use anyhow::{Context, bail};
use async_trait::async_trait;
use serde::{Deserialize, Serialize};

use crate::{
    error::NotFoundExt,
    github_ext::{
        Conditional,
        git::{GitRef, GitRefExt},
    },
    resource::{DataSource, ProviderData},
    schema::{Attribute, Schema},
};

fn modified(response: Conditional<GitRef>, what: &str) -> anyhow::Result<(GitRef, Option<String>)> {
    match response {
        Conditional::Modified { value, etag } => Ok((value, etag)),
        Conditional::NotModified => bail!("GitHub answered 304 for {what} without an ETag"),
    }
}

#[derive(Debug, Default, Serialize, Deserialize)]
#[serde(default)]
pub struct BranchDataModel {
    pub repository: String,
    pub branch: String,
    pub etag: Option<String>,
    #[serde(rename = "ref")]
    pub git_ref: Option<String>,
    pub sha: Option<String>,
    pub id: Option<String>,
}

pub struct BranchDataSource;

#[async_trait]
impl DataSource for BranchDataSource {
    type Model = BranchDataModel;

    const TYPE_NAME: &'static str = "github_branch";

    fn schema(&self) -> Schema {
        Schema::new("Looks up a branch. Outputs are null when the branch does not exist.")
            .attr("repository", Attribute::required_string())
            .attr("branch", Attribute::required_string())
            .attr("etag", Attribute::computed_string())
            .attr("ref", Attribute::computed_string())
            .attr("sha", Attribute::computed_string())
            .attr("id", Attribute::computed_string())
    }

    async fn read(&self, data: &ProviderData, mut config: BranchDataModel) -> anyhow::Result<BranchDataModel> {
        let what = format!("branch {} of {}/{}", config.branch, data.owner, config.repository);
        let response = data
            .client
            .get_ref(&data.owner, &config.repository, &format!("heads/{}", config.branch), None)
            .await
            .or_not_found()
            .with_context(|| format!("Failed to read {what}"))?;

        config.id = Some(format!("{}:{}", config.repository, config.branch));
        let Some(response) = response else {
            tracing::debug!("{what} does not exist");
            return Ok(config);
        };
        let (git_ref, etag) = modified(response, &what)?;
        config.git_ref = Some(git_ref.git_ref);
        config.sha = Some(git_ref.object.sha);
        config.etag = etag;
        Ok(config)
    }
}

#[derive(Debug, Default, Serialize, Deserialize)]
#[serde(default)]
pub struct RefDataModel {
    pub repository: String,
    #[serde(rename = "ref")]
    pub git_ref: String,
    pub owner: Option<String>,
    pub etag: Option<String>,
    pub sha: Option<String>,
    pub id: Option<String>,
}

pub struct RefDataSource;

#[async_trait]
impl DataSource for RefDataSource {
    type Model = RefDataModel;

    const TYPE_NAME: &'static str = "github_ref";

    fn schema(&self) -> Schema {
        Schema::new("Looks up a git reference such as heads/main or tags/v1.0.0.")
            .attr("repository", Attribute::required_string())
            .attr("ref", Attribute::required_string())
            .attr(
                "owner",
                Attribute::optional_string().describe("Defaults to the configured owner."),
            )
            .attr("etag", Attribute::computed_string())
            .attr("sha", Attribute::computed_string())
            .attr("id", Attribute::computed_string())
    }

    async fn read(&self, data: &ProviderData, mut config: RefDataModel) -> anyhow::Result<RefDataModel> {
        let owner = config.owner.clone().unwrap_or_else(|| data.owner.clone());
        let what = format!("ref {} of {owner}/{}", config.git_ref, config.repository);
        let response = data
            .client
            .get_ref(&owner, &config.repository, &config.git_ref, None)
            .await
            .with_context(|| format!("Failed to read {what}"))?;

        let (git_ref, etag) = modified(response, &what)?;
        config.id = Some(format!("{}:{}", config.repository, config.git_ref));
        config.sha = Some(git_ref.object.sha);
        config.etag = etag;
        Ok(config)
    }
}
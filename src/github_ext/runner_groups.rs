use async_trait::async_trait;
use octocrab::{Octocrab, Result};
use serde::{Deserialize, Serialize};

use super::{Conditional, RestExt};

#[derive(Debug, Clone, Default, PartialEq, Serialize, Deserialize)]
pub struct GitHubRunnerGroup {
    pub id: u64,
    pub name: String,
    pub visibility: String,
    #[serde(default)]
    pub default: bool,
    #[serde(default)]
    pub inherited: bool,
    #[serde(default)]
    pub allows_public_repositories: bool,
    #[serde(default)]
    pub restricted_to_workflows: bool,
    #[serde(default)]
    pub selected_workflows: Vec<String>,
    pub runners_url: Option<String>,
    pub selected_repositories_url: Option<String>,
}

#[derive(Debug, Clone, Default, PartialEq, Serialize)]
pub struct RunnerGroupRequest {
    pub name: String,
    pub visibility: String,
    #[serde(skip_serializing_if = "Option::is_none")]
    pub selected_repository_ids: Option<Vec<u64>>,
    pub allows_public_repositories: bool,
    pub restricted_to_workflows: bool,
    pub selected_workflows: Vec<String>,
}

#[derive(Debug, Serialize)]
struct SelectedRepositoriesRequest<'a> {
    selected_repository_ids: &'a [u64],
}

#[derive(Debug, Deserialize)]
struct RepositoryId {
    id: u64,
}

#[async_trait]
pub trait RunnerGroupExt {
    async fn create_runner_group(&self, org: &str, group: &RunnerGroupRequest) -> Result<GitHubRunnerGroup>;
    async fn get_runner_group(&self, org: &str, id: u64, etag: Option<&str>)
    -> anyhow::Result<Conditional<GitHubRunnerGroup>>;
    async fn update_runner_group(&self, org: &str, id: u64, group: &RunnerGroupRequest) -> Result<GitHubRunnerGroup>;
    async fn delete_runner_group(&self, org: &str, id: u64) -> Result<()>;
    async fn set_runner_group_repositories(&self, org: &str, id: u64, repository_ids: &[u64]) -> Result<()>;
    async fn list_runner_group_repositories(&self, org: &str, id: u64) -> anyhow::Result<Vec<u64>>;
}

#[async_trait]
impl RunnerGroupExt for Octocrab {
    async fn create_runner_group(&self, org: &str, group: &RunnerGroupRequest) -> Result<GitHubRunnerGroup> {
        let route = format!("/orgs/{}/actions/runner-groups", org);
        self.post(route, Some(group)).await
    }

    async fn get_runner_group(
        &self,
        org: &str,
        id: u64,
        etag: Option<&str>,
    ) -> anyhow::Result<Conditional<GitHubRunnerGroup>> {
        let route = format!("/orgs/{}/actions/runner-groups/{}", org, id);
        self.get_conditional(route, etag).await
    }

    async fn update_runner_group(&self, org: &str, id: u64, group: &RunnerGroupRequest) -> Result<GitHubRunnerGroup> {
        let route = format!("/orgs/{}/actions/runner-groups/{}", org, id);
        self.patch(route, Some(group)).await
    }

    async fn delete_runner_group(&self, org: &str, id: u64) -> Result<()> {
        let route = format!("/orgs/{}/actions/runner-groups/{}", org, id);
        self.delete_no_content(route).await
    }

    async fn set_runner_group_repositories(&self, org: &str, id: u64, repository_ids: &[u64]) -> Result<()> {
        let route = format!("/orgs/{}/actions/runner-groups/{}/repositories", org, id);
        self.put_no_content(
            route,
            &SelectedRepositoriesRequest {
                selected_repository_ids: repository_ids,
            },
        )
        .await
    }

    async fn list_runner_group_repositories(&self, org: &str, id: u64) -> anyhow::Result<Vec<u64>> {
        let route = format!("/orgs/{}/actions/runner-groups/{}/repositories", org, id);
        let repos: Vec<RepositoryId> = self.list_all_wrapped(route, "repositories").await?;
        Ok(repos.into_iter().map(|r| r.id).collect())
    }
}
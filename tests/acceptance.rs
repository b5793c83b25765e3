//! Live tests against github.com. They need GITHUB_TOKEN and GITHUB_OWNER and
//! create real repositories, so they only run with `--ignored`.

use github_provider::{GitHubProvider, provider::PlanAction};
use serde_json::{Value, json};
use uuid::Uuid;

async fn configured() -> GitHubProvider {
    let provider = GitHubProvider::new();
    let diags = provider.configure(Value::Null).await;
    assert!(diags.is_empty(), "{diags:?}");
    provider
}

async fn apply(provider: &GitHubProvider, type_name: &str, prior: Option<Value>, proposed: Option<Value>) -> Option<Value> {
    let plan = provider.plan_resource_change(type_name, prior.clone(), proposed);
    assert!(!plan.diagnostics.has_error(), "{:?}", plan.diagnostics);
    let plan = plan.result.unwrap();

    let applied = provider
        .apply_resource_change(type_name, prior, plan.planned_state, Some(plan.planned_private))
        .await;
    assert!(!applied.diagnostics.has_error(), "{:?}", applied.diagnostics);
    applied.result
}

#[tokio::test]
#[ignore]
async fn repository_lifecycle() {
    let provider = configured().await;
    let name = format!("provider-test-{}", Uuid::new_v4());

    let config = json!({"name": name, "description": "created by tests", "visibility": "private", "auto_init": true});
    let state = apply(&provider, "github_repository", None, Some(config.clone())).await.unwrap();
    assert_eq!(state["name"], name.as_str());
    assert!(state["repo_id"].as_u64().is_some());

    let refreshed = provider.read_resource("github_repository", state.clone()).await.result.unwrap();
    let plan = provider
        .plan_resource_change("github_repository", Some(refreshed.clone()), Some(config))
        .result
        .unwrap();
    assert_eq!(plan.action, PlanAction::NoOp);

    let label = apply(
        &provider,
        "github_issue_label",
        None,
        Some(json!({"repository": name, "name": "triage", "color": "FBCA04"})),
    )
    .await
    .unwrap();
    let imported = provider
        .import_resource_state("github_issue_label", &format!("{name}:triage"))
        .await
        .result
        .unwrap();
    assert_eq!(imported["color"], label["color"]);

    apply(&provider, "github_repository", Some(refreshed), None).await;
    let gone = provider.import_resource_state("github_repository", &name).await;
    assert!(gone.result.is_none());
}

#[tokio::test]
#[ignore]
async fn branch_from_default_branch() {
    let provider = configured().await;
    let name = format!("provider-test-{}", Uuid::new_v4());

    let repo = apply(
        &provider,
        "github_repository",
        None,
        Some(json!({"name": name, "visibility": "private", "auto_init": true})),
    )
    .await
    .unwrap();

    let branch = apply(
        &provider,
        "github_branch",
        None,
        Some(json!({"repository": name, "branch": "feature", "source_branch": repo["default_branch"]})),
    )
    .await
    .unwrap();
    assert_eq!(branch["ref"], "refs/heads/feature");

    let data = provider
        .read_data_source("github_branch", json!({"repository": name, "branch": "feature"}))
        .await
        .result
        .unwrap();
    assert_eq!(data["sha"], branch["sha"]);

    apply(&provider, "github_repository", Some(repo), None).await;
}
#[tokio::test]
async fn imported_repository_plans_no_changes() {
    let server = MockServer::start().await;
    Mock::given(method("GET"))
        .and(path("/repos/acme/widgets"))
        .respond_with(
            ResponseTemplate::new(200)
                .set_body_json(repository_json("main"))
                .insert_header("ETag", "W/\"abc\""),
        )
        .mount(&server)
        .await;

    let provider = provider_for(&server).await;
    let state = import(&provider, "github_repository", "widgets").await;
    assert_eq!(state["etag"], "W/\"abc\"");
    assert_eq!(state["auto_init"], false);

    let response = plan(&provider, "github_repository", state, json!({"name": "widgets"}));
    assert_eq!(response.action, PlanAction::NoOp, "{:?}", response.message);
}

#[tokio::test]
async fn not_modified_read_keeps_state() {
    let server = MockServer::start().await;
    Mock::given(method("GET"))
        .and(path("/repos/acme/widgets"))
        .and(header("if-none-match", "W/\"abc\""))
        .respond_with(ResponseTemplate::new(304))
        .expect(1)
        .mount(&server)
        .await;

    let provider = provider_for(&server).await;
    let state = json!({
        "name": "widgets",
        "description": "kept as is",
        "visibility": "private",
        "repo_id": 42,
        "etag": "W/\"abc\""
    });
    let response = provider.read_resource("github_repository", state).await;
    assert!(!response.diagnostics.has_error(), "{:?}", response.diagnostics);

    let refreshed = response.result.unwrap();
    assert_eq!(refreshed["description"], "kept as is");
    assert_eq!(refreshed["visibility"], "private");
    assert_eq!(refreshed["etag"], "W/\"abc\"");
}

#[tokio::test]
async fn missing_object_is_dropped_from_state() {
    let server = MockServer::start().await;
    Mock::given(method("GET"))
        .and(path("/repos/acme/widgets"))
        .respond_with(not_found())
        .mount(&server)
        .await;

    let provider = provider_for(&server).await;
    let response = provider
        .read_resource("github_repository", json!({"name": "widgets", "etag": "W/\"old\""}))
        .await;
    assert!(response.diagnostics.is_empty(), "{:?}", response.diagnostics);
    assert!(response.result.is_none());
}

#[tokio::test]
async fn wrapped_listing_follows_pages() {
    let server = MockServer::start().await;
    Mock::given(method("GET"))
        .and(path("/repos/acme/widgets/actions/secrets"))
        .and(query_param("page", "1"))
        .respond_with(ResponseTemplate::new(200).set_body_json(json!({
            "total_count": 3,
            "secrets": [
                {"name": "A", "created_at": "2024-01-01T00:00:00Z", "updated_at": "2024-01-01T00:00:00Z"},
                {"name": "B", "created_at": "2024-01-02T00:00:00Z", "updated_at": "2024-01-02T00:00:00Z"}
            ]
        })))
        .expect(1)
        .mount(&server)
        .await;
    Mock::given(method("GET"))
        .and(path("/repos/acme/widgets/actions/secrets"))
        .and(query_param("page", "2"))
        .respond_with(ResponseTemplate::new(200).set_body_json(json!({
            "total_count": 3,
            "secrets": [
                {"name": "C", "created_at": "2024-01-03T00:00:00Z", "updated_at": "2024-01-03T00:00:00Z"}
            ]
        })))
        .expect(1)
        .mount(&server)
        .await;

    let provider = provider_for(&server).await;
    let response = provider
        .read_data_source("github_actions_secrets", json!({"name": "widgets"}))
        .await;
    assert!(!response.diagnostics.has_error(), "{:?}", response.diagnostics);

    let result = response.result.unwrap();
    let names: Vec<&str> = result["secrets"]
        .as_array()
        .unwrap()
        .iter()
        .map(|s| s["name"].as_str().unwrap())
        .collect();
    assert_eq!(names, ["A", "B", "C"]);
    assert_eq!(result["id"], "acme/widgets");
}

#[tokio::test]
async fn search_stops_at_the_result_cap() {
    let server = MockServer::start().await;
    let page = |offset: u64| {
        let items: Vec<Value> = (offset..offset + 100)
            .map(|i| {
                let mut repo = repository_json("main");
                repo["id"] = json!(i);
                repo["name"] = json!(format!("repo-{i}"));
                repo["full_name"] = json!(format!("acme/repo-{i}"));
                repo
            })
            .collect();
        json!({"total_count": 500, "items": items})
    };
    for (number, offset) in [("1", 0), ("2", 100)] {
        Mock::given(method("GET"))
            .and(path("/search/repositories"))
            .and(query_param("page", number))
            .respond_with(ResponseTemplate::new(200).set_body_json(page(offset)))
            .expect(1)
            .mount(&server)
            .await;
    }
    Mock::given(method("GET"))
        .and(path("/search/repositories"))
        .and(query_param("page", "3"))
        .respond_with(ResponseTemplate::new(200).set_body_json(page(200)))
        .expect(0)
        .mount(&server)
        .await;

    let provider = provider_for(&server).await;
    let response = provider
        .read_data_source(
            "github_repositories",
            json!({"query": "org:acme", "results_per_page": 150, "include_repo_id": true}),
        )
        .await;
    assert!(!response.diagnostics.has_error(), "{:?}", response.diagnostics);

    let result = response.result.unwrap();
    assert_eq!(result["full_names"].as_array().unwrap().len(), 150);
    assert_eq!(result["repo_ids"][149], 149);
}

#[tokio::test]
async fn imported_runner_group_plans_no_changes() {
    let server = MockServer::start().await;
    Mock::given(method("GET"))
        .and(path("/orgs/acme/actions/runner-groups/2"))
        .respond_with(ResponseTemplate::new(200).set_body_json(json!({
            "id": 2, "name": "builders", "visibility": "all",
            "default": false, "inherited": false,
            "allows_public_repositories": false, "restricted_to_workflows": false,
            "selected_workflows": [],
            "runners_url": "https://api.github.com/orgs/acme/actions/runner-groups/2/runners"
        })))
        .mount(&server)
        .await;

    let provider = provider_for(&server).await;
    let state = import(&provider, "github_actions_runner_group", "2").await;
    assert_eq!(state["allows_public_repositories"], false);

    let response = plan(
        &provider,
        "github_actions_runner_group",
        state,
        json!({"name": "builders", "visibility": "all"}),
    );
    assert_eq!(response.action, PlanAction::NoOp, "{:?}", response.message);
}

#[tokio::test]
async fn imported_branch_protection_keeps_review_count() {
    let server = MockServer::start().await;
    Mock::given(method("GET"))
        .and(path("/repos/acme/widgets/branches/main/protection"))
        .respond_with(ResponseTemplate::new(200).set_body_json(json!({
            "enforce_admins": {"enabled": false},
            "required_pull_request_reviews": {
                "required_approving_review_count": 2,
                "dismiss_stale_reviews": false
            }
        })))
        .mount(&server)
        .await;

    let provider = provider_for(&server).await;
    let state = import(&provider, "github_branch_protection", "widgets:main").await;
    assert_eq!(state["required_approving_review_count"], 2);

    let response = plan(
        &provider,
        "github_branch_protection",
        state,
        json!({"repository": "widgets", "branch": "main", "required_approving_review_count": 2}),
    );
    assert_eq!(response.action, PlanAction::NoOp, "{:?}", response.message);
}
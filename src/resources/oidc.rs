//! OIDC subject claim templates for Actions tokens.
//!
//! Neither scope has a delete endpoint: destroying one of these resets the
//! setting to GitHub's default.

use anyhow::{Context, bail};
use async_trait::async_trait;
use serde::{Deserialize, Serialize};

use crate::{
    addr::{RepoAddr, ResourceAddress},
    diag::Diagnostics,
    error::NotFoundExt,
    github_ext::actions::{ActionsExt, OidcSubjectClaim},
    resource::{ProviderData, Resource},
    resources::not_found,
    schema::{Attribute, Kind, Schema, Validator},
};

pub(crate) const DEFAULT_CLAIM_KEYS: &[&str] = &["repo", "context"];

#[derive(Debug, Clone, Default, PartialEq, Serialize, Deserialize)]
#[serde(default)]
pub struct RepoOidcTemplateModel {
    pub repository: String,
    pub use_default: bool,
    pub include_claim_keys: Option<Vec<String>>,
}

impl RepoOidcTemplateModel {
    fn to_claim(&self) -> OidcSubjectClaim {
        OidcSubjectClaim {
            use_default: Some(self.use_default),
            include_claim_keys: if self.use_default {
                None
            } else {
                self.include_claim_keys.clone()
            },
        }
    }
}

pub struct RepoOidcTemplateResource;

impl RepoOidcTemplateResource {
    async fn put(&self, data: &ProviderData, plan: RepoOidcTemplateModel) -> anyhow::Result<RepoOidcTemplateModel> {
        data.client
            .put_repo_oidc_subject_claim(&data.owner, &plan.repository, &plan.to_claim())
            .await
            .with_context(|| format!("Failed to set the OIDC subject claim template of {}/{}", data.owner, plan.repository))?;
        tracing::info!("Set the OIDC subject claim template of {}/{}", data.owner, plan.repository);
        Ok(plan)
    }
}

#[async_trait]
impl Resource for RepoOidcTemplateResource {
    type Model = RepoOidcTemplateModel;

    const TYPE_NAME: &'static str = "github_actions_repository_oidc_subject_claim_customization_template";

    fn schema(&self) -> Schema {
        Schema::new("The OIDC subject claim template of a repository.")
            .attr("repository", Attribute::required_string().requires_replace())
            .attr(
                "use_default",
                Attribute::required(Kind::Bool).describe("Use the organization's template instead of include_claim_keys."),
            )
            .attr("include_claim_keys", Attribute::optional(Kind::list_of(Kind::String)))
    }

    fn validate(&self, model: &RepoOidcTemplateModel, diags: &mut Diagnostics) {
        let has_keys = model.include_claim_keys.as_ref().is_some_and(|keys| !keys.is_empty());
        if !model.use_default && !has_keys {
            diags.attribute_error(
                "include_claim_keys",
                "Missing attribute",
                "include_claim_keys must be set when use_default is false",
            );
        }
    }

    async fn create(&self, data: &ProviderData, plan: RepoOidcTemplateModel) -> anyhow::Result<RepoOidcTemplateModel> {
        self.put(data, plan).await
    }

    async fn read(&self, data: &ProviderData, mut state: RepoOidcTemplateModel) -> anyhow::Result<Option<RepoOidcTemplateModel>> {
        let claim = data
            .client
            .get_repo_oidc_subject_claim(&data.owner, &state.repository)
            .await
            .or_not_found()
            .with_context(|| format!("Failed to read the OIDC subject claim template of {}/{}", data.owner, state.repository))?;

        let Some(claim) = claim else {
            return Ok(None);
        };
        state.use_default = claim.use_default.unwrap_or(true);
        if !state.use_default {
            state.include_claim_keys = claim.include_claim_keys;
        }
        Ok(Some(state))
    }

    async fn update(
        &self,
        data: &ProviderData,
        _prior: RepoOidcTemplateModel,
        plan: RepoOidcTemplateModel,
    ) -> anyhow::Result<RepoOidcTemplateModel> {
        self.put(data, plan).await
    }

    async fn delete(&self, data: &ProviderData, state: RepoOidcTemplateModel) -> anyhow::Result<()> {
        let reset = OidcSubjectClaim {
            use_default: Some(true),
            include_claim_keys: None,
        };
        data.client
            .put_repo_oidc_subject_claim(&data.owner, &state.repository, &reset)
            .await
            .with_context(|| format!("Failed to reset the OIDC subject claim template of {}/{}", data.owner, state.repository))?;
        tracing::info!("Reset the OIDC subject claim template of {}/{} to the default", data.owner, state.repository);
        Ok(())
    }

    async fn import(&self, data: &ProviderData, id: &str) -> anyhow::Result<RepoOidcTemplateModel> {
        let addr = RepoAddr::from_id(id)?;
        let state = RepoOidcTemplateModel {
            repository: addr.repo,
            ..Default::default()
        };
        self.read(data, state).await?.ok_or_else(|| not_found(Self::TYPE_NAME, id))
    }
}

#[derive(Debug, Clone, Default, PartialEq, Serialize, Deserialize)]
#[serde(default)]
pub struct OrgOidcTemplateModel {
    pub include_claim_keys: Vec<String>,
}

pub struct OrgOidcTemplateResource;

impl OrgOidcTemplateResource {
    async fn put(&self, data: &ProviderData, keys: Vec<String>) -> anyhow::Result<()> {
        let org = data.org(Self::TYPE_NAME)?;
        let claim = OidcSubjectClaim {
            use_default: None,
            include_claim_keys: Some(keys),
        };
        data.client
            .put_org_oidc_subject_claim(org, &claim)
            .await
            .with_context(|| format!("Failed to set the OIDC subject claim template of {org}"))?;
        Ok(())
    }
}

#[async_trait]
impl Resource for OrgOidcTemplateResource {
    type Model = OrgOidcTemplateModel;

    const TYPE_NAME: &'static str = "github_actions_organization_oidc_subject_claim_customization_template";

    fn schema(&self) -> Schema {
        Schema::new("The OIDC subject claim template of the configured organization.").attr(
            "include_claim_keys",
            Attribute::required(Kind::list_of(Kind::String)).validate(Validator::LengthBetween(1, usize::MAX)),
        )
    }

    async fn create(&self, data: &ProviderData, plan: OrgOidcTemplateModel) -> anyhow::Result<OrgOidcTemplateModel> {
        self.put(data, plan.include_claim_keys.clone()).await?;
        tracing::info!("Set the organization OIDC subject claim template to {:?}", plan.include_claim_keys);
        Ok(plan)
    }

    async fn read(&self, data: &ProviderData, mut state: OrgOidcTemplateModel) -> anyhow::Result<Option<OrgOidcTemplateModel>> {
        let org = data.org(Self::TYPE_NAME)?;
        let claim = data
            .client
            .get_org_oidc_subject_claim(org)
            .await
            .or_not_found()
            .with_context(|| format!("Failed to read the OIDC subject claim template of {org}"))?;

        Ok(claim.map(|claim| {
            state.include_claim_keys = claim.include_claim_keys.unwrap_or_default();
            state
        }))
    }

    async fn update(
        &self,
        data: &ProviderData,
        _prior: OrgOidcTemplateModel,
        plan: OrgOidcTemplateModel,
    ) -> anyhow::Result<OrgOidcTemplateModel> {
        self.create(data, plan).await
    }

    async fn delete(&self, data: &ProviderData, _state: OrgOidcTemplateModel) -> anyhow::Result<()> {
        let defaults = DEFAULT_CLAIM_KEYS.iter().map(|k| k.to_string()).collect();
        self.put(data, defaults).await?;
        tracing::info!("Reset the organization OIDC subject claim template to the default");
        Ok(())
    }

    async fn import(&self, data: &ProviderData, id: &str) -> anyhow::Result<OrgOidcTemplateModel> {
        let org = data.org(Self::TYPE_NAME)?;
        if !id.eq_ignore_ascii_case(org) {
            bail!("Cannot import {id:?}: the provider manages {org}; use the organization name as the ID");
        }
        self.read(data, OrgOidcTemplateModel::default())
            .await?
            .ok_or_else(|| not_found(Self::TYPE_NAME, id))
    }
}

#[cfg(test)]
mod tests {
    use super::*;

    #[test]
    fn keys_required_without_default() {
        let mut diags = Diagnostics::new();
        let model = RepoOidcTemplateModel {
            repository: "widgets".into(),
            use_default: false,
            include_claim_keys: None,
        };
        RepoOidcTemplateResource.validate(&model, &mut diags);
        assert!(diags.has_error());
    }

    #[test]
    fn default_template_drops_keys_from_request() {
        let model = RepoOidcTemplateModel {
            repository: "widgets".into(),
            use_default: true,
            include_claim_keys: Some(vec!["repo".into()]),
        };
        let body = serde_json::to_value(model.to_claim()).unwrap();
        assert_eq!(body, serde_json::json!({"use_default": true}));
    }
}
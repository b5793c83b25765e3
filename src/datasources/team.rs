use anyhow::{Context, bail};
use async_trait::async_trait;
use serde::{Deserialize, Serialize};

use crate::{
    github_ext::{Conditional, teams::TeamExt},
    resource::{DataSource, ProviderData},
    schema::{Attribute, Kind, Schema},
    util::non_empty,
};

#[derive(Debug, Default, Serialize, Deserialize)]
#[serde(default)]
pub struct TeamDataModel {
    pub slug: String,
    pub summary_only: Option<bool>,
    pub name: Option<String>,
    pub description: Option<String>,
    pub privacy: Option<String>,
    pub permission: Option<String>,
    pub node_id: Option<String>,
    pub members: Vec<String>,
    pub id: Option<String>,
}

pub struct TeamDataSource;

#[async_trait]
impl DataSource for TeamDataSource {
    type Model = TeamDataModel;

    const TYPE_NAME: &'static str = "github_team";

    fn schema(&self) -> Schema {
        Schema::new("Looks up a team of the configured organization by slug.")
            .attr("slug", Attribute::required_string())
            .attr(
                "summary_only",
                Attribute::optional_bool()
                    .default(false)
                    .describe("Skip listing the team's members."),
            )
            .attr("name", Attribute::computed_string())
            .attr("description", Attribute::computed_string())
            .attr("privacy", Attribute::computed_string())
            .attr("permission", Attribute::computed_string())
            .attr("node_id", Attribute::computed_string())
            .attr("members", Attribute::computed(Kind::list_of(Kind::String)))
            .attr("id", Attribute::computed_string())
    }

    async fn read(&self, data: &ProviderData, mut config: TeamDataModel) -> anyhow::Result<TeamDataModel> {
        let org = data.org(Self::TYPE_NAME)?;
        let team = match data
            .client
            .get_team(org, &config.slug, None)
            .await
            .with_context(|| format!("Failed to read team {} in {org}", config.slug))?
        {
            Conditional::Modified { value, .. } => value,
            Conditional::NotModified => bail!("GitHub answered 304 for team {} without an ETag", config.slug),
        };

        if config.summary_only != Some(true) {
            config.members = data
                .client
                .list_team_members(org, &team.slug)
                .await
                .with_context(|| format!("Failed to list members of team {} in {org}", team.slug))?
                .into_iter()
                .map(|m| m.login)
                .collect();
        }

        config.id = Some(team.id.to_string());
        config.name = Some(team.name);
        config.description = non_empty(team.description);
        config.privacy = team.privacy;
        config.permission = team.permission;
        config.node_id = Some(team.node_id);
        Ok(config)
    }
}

About this task: Go through the data above line by line, count those that contain the string "when", and reply with the count only.

Response for this exercise: 2